WHAT THE TASK REQUIRES: Nothing but the lines holding the string "bucket" should appear in the answer. Copy them from the entries.

Saved data entries:
——

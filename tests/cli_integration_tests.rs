#![allow(deprecated)] // cargo_bin deprecation - still works fine

use std::fs;

use assert_cmd::Command;
use predicates::prelude::*;
use tempfile::TempDir;

const HEADER: &str =
    "Name,Trailers,Volume 1,Volume 2,Volume 3,Volume 4,Volume 5,Volume 6,Volume 7,Volume 8,Notes";

fn cmd() -> Command {
    Command::cargo_bin("appearance-graph").expect("binary should exist")
}

fn write_wide(dir: &TempDir, rows: &[&str]) -> std::path::PathBuf {
    let path = dir.path().join("characters_by_volume.csv");
    let mut s = format!("{HEADER}\n");
    for row in rows {
        s.push_str(row);
        s.push('\n');
    }
    fs::write(&path, s).unwrap();
    path
}

#[test]
fn pre_process_writes_long_table_to_the_default_path() {
    let dir = TempDir::new().unwrap();
    let input = write_wide(
        &dir,
        &["Ruby Rose,Main,Main,Main,Main,Main,Main,Main,Main,Main,leader"],
    );

    cmd()
        .current_dir(dir.path())
        .arg(&input)
        .arg("--pre-process-only")
        .assert()
        .success()
        .stdout(predicate::str::contains(
            "Wrote character appearances to: character_appearances.csv",
        ));

    let long = fs::read_to_string(dir.path().join("character_appearances.csv")).unwrap();
    let lines: Vec<_> = long.lines().collect();
    assert_eq!(lines[0], "name,volume,appearance_type");
    assert_eq!(lines[1], "Ruby Rose,Trailers,Main");
    assert_eq!(lines[9], "Ruby Rose,Volume 8,Main");
    assert_eq!(lines.len(), 10);
}

#[test]
fn output_override_is_respected() {
    let dir = TempDir::new().unwrap();
    let input = write_wide(
        &dir,
        &[
            "Ruby Rose,Main,Main,Main,Main,Main,Main,Main,Main,Main,",
            "Penny Polendina,No Appearance,No Appearance,Minor,Secondary,Deceased,Secondary,Main,Main,Main,",
        ],
    );
    let output = dir.path().join("nested_name.csv");

    cmd()
        .arg(&input)
        .arg("--output_character_appearances_csv")
        .arg(&output)
        .arg("--pre-process-only")
        .assert()
        .success();

    let long = fs::read_to_string(&output).unwrap();
    assert_eq!(long.lines().count(), 1 + 2 * 9);
    assert!(long.contains("Penny Polendina,Volume 4,Deceased"));
}

#[test]
fn full_run_writes_both_charts_to_overridden_paths() {
    let dir = TempDir::new().unwrap();
    let input = write_wide(
        &dir,
        &[
            "Ruby Rose,Main,Main,Main,Main,Main,Main,Main,Main,Main,",
            "Pyrrha Nikos,No Appearance,Main,Main,Main,Deceased,Deceased,Mentioned,Mentioned,Deceased,",
            "Penny Polendina,No Appearance,No Appearance,Minor,Secondary,Deceased,Secondary,Main,Main,Main,",
        ],
    );
    let table = dir.path().join("long.csv");
    let bars = dir.path().join("bars.png");
    let tiles = dir.path().join("tiles.png");

    cmd()
        .current_dir(dir.path())
        .arg(&input)
        .arg("--output_character_appearances_csv")
        .arg(&table)
        .arg("--output_num_characters_by_volume_plot")
        .arg(&bars)
        .arg("--output_characters_appearances")
        .arg(&tiles)
        .args(["--dpi", "20"])
        .assert()
        .success()
        .stdout(predicate::str::contains(format!(
            "Wrote character appearances to: {}",
            table.display()
        )))
        .stdout(predicate::str::contains(format!(
            "Wrote num characters by volume plot to: {}",
            bars.display()
        )))
        .stdout(predicate::str::contains(format!(
            "Wrote character appearances plot: {}",
            tiles.display()
        )));

    for path in [&bars, &tiles] {
        let bytes = fs::read(path).unwrap();
        assert!(bytes.starts_with(b"\x89PNG"), "{}", path.display());
    }
    assert!(!dir.path().join("num_characters_by_volume.png").exists());
    assert!(!dir.path().join("characters_appearances.png").exists());
}

#[test]
fn missing_volume_column_fails_without_output() {
    let dir = TempDir::new().unwrap();
    let input = dir.path().join("broken.csv");
    fs::write(
        &input,
        "Name,Trailers,Volume 1,Volume 2,Volume 3,Volume 4,Volume 5,Volume 6,Volume 7\nX,1,2,3,4,5,6,7,8\n",
    )
    .unwrap();

    cmd()
        .current_dir(dir.path())
        .arg(&input)
        .assert()
        .failure()
        .stderr(predicate::str::contains("missing required column `Volume 8`"))
        .stdout(predicate::str::is_empty());

    assert!(!dir.path().join("character_appearances.csv").exists());
}

#[test]
fn missing_name_column_fails() {
    let dir = TempDir::new().unwrap();
    let input = dir.path().join("no_name.csv");
    fs::write(
        &input,
        "Trailers,Volume 1,Volume 2,Volume 3,Volume 4,Volume 5,Volume 6,Volume 7,Volume 8\n",
    )
    .unwrap();

    cmd()
        .current_dir(dir.path())
        .arg(&input)
        .assert()
        .failure()
        .stderr(predicate::str::contains("missing required column `Name`"));
}

#[test]
fn nonexistent_input_fails() {
    let dir = TempDir::new().unwrap();

    cmd()
        .current_dir(dir.path())
        .arg("does_not_exist.csv")
        .assert()
        .failure()
        .stderr(predicate::str::contains("I/O error"))
        .stderr(predicate::str::contains("caused by:"));
}

#[test]
fn zero_dpi_is_rejected() {
    let dir = TempDir::new().unwrap();
    let input = write_wide(&dir, &[]);

    cmd()
        .current_dir(dir.path())
        .arg(&input)
        .args(["--dpi", "0"])
        .assert()
        .failure()
        .stderr(predicate::str::contains("dpi must be between 1 and"));
}

#[test]
fn no_arguments_prints_usage() {
    cmd()
        .assert()
        .failure()
        .stderr(predicate::str::contains("CHARACTERS_BY_VOLUME_CSV"));
}
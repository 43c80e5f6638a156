use std::{error::Error, process::ExitCode};

fn main() -> ExitCode {
    match appearance_graph::cli::run() {
        Ok(()) => ExitCode::SUCCESS,
        Err(e) => {
            eprintln!("error: {e}");
            let mut source = e.source();
            while let Some(cause) = source {
                eprintln!("  caused by: {cause}");
                source = cause.source();
            }
            ExitCode::FAILURE
        }
    }
}
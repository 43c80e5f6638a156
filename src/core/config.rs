//! Run-time configuration object + fluent builder.

use std::path::PathBuf;

use crate::core::{
    constants::{
        CHARACTER_TILES_INCHES, DEFAULT_APPEARANCES_CSV, DEFAULT_CHARACTER_TILES_PLOT, DEFAULT_DPI,
        DEFAULT_VOLUME_COUNTS_PLOT, VOLUME_COUNTS_INCHES,
    },
    error::ConfigError,
};

/// Above this the tall tile chart no longer fits a sane bitmap.
pub const MAX_DPI: u32 = 600;

/// Immutable parameters for one run.
#[derive(Debug, Clone, PartialEq, Eq)]
pub struct ReportConfig {
    pub input: PathBuf,
    pub appearances_csv: PathBuf,
    pub volume_counts_plot: PathBuf,
    pub character_tiles_plot: PathBuf,
    pub dpi: u32,
    /// Stop once the long table is written.
    pub pre_process_only: bool,
    /// Print a terminal rendition of the bar chart.
    pub preview: bool,
}

impl ReportConfig {
    #[inline]
    pub fn builder(input: impl Into<PathBuf>) -> ReportConfigBuilder {
        ReportConfigBuilder::new(input.into())
    }

    /// Pixel size of the bar chart.
    #[must_use]
    pub fn volume_counts_size(&self) -> (u32, u32) {
        self.pixels(VOLUME_COUNTS_INCHES)
    }

    /// Pixel size of the tile chart.
    #[must_use]
    pub fn character_tiles_size(&self) -> (u32, u32) {
        self.pixels(CHARACTER_TILES_INCHES)
    }

    fn pixels(&self, (w, h): (u32, u32)) -> (u32, u32) {
        (w * self.dpi, h * self.dpi)
    }
}

/// Fluent builder; unset outputs fall back to the fixed default file names.
#[derive(Debug)]
pub struct ReportConfigBuilder {
    input: PathBuf,
    appearances_csv: Option<PathBuf>,
    volume_counts_plot: Option<PathBuf>,
    character_tiles_plot: Option<PathBuf>,
    dpi: Option<u32>,
    pre_process_only: bool,
    preview: bool,
}

impl ReportConfigBuilder {
    pub(crate) fn new(input: PathBuf) -> Self {
        Self {
            input,
            appearances_csv: None,
            volume_counts_plot: None,
            character_tiles_plot: None,
            dpi: None,
            pre_process_only: false,
            preview: false,
        }
    }

    #[inline]
    #[must_use]
    pub fn appearances_csv(mut self, p: impl Into<PathBuf>) -> Self {
        self.appearances_csv = Some(p.into());
        self
    }
    #[inline]
    #[must_use]
    pub fn volume_counts_plot(mut self, p: impl Into<PathBuf>) -> Self {
        self.volume_counts_plot = Some(p.into());
        self
    }
    #[inline]
    #[must_use]
    pub fn character_tiles_plot(mut self, p: impl Into<PathBuf>) -> Self {
        self.character_tiles_plot = Some(p.into());
        self
    }
    #[inline]
    #[must_use]
    pub fn dpi(mut self, v: u32) -> Self {
        self.dpi = Some(v);
        self
    }
    #[inline]
    #[must_use]
    pub fn pre_process_only(mut self, yes: bool) -> Self {
        self.pre_process_only = yes;
        self
    }
    #[inline]
    #[must_use]
    pub fn preview(mut self, yes: bool) -> Self {
        self.preview = yes;
        self
    }

    pub fn build(self) -> Result<ReportConfig, ConfigError> {
        let dpi = self.dpi.unwrap_or(DEFAULT_DPI);
        if dpi == 0 || dpi > MAX_DPI {
            return Err(ConfigError::InvalidDpi {
                got: dpi,
                max: MAX_DPI,
            });
        }

        let input = non_empty(self.input, "input")?;
        let appearances_csv = non_empty(
            self.appearances_csv
                .unwrap_or_else(|| DEFAULT_APPEARANCES_CSV.into()),
            "output_character_appearances_csv",
        )?;
        let volume_counts_plot = non_empty(
            self.volume_counts_plot
                .unwrap_or_else(|| DEFAULT_VOLUME_COUNTS_PLOT.into()),
            "output_num_characters_by_volume_plot",
        )?;
        let character_tiles_plot = non_empty(
            self.character_tiles_plot
                .unwrap_or_else(|| DEFAULT_CHARACTER_TILES_PLOT.into()),
            "output_characters_appearances",
        )?;

        Ok(ReportConfig {
            input,
            appearances_csv,
            volume_counts_plot,
            character_tiles_plot,
            dpi,
            pre_process_only: self.pre_process_only,
            preview: self.preview,
        })
    }
}

/// Ergonomic `?` on a builder chain.
impl From<ReportConfigBuilder> for Result<ReportConfig, ConfigError> {
    fn from(b: ReportConfigBuilder) -> Self {
        b.build()
    }
}

fn non_empty(p: PathBuf, field: &'static str) -> Result<PathBuf, ConfigError> {
    if p.as_os_str().is_empty() {
        Err(ConfigError::EmptyPath(field))
    } else {
        Ok(p)
    }
}
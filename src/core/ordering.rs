//! Filter-and-order: the pure derivation from an `AppearanceTable` to the
//! view both charts are drawn from.
//!
//! * records whose appearance type is in `EXCLUDED_APPEARANCE_TYPES` are
//!   dropped
//! * appearance types are ranked by `APPEARANCE_TYPES`; anything else lands
//!   in a single trailing `Unranked` bucket
//! * names keep their first-seen order, reversed, so index 0 is the bottom
//!   of the name axis and the first character in the source ends up on top

use indexmap::IndexSet;
use log::warn;

use crate::core::{
    constants::{APPEARANCE_TYPES, EXCLUDED_APPEARANCE_TYPES, VOLUME_COLUMNS},
    data::{AppearanceRecord, AppearanceTable},
};

/// Position of an appearance type in the most-to-least-present ranking.
#[derive(Clone, Copy, Debug, PartialEq, Eq, PartialOrd, Ord, Hash)]
pub enum AppearanceRank {
    /// Index into `APPEARANCE_TYPES`; 0 is `Main`.
    Ranked(usize),
    /// Not a known kind (typos, new labels).  Sorts after every ranked kind.
    Unranked,
}

impl AppearanceRank {
    #[must_use]
    pub fn of(appearance_type: &str) -> Self {
        APPEARANCE_TYPES
            .iter()
            .position(|t| *t == appearance_type)
            .map_or(Self::Unranked, Self::Ranked)
    }
}

/// True for values that do not describe an actual appearance.
#[inline]
#[must_use]
pub fn is_excluded(appearance_type: &str) -> bool {
    EXCLUDED_APPEARANCE_TYPES.contains(&appearance_type)
}

/// A distinct appearance type present in the view.
#[derive(Clone, Debug, PartialEq, Eq)]
pub struct AppearanceCategory {
    pub label: String,
    pub rank: AppearanceRank,
}

/// Name axis order.  Index 0 is drawn at the bottom.
#[derive(Clone, Debug, Default)]
pub struct DisplayOrder {
    names: IndexSet<String>,
}

// `IndexSet` equality ignores order; display order must not.
impl PartialEq for DisplayOrder {
    fn eq(&self, other: &Self) -> bool {
        self.names.iter().eq(other.names.iter())
    }
}
impl Eq for DisplayOrder {}

impl DisplayOrder {
    /// Reverse of the first-occurrence order of names in `records`.
    pub fn from_records<'a, I>(records: I) -> Self
    where
        I: IntoIterator<Item = &'a AppearanceRecord>,
    {
        let first_seen: IndexSet<&str> = records.into_iter().map(|r| r.name.as_str()).collect();
        Self {
            names: first_seen.into_iter().rev().map(str::to_owned).collect(),
        }
    }

    #[must_use]
    pub fn position(&self, name: &str) -> Option<usize> {
        self.names.get_index_of(name)
    }
    #[must_use]
    pub fn name_at(&self, index: usize) -> Option<&str> {
        self.names.get_index(index).map(String::as_str)
    }
    #[must_use]
    pub fn len(&self) -> usize {
        self.names.len()
    }
    #[must_use]
    pub fn is_empty(&self) -> bool {
        self.names.is_empty()
    }
    pub fn iter(&self) -> impl DoubleEndedIterator<Item = &str> {
        self.names.iter().map(String::as_str)
    }
}

/// Filtered, ordered records ready for charting.
#[derive(Clone, Debug, Default, PartialEq, Eq)]
pub struct ChartView {
    records: Vec<AppearanceRecord>,
    categories: Vec<AppearanceCategory>,
    volumes: Vec<String>,
    names: DisplayOrder,
}

impl ChartView {
    /// Derive the view.  Pure apart from a warning per unranked category.
    #[must_use]
    pub fn derive(table: &AppearanceTable) -> Self {
        let records: Vec<AppearanceRecord> = table
            .iter()
            .filter(|r| !is_excluded(&r.appearance_type))
            .cloned()
            .collect();

        // Stable sort keeps first-seen order inside the unranked bucket.
        let mut categories: Vec<AppearanceCategory> = records
            .iter()
            .map(|r| r.appearance_type.as_str())
            .collect::<IndexSet<_>>()
            .into_iter()
            .map(|label| AppearanceCategory {
                label: label.to_owned(),
                rank: AppearanceRank::of(label),
            })
            .collect();
        categories.sort_by_key(|c| c.rank);

        for c in categories
            .iter()
            .filter(|c| c.rank == AppearanceRank::Unranked)
        {
            warn!("appearance type `{}` is not a known kind; drawn last", c.label);
        }

        // Canonical volumes first, then anything unexpected in first-seen order.
        let mut volumes: IndexSet<String> = VOLUME_COLUMNS.iter().map(|v| (*v).to_owned()).collect();
        volumes.extend(records.iter().map(|r| r.volume.clone()));

        let names = DisplayOrder::from_records(&records);

        Self {
            records,
            categories,
            volumes: volumes.into_iter().collect(),
            names,
        }
    }

    #[must_use]
    pub fn records(&self) -> &[AppearanceRecord] {
        &self.records
    }
    /// Categories present, most present first.
    #[must_use]
    pub fn categories(&self) -> &[AppearanceCategory] {
        &self.categories
    }
    #[must_use]
    pub fn category_index(&self, appearance_type: &str) -> Option<usize> {
        self.categories
            .iter()
            .position(|c| c.label == appearance_type)
    }
    #[must_use]
    pub fn volumes(&self) -> &[String] {
        &self.volumes
    }
    #[must_use]
    pub fn volume_index(&self, volume: &str) -> Option<usize> {
        self.volumes.iter().position(|v| v == volume)
    }
    #[must_use]
    pub fn names(&self) -> &DisplayOrder {
        &self.names
    }
}

#[cfg(test)]
mod tests {
    use super::*;

    fn table(rows: &[(&str, &str, &str)]) -> AppearanceTable {
        rows.iter()
            .map(|(n, v, t)| AppearanceRecord::new(*n, *v, *t))
            .collect()
    }

    #[test]
    fn excluded_types_are_dropped_and_main_is_kept() {
        let t = table(&[
            ("A", "Trailers", "No Appearance"),
            ("A", "Volume 1", "???"),
            ("A", "Volume 2", "Deceased"),
            ("A", "Volume 3", "Main"),
        ]);
        let view = ChartView::derive(&t);

        assert_eq!(view.records(), &[AppearanceRecord::new("A", "Volume 3", "Main")]);
    }

    #[test]
    fn ranks_follow_the_fixed_preference_order() {
        let ranks: Vec<_> = APPEARANCE_TYPES.iter().map(|t| AppearanceRank::of(t)).collect();
        assert!(ranks.windows(2).all(|w| w[0] < w[1]));
        assert_eq!(AppearanceRank::of("Main"), AppearanceRank::Ranked(0));
        assert_eq!(AppearanceRank::of("Mentioned"), AppearanceRank::Ranked(8));
        assert!(AppearanceRank::of("Mentioned") < AppearanceRank::of("Mian"));
    }

    #[test]
    fn categories_sort_by_rank_with_unranked_last() {
        let t = table(&[
            ("A", "Trailers", "Mentioned"),
            ("A", "Volume 1", "Typo"),
            ("A", "Volume 2", "Cameo"),
            ("B", "Trailers", "Main"),
            ("B", "Volume 1", "Other Typo"),
            ("B", "Volume 2", "Secondary"),
        ]);
        let view = ChartView::derive(&t);
        let labels: Vec<_> = view.categories().iter().map(|c| c.label.as_str()).collect();

        assert_eq!(
            labels,
            vec!["Main", "Secondary", "Cameo", "Mentioned", "Typo", "Other Typo"]
        );
        assert_eq!(view.category_index("Typo"), Some(4));
        assert_eq!(view.records().len(), 6);
    }

    #[test]
    fn display_order_is_reversed_first_seen_order_after_filtering() {
        let t = table(&[
            ("Ruby", "Trailers", "Main"),
            ("Weiss", "Trailers", "Main"),
            ("Ruby", "Volume 1", "Main"),
            ("Ghost", "Trailers", "No Appearance"),
            ("Blake", "Volume 1", "Minor"),
        ]);
        let view = ChartView::derive(&t);
        let names: Vec<_> = view.names().iter().collect();

        assert_eq!(names, vec!["Blake", "Weiss", "Ruby"]);
        assert_eq!(view.names().position("Ruby"), Some(2));
        assert_eq!(view.names().name_at(0), Some("Blake"));
        assert_eq!(view.names().position("Ghost"), None);
    }

    #[test]
    fn volumes_are_canonical_then_unknown() {
        let t = table(&[("A", "Volume 9", "Main"), ("A", "Volume 1", "Main")]);
        let view = ChartView::derive(&t);

        assert_eq!(view.volumes().len(), VOLUME_COLUMNS.len() + 1);
        assert_eq!(view.volume_index("Trailers"), Some(0));
        assert_eq!(view.volume_index("Volume 9"), Some(VOLUME_COLUMNS.len()));
    }

    #[test]
    fn derivation_is_repeatable() {
        let t = table(&[
            ("A", "Trailers", "Cameo"),
            ("B", "Volume 1", "Main"),
            ("C", "Volume 2", "???"),
        ]);
        assert_eq!(ChartView::derive(&t), ChartView::derive(&t));
    }
}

——

ANSWER BOX:
//!   in a single trailing `Unranked` bucket
        // Stable sort keeps first-seen order inside the unranked bucket.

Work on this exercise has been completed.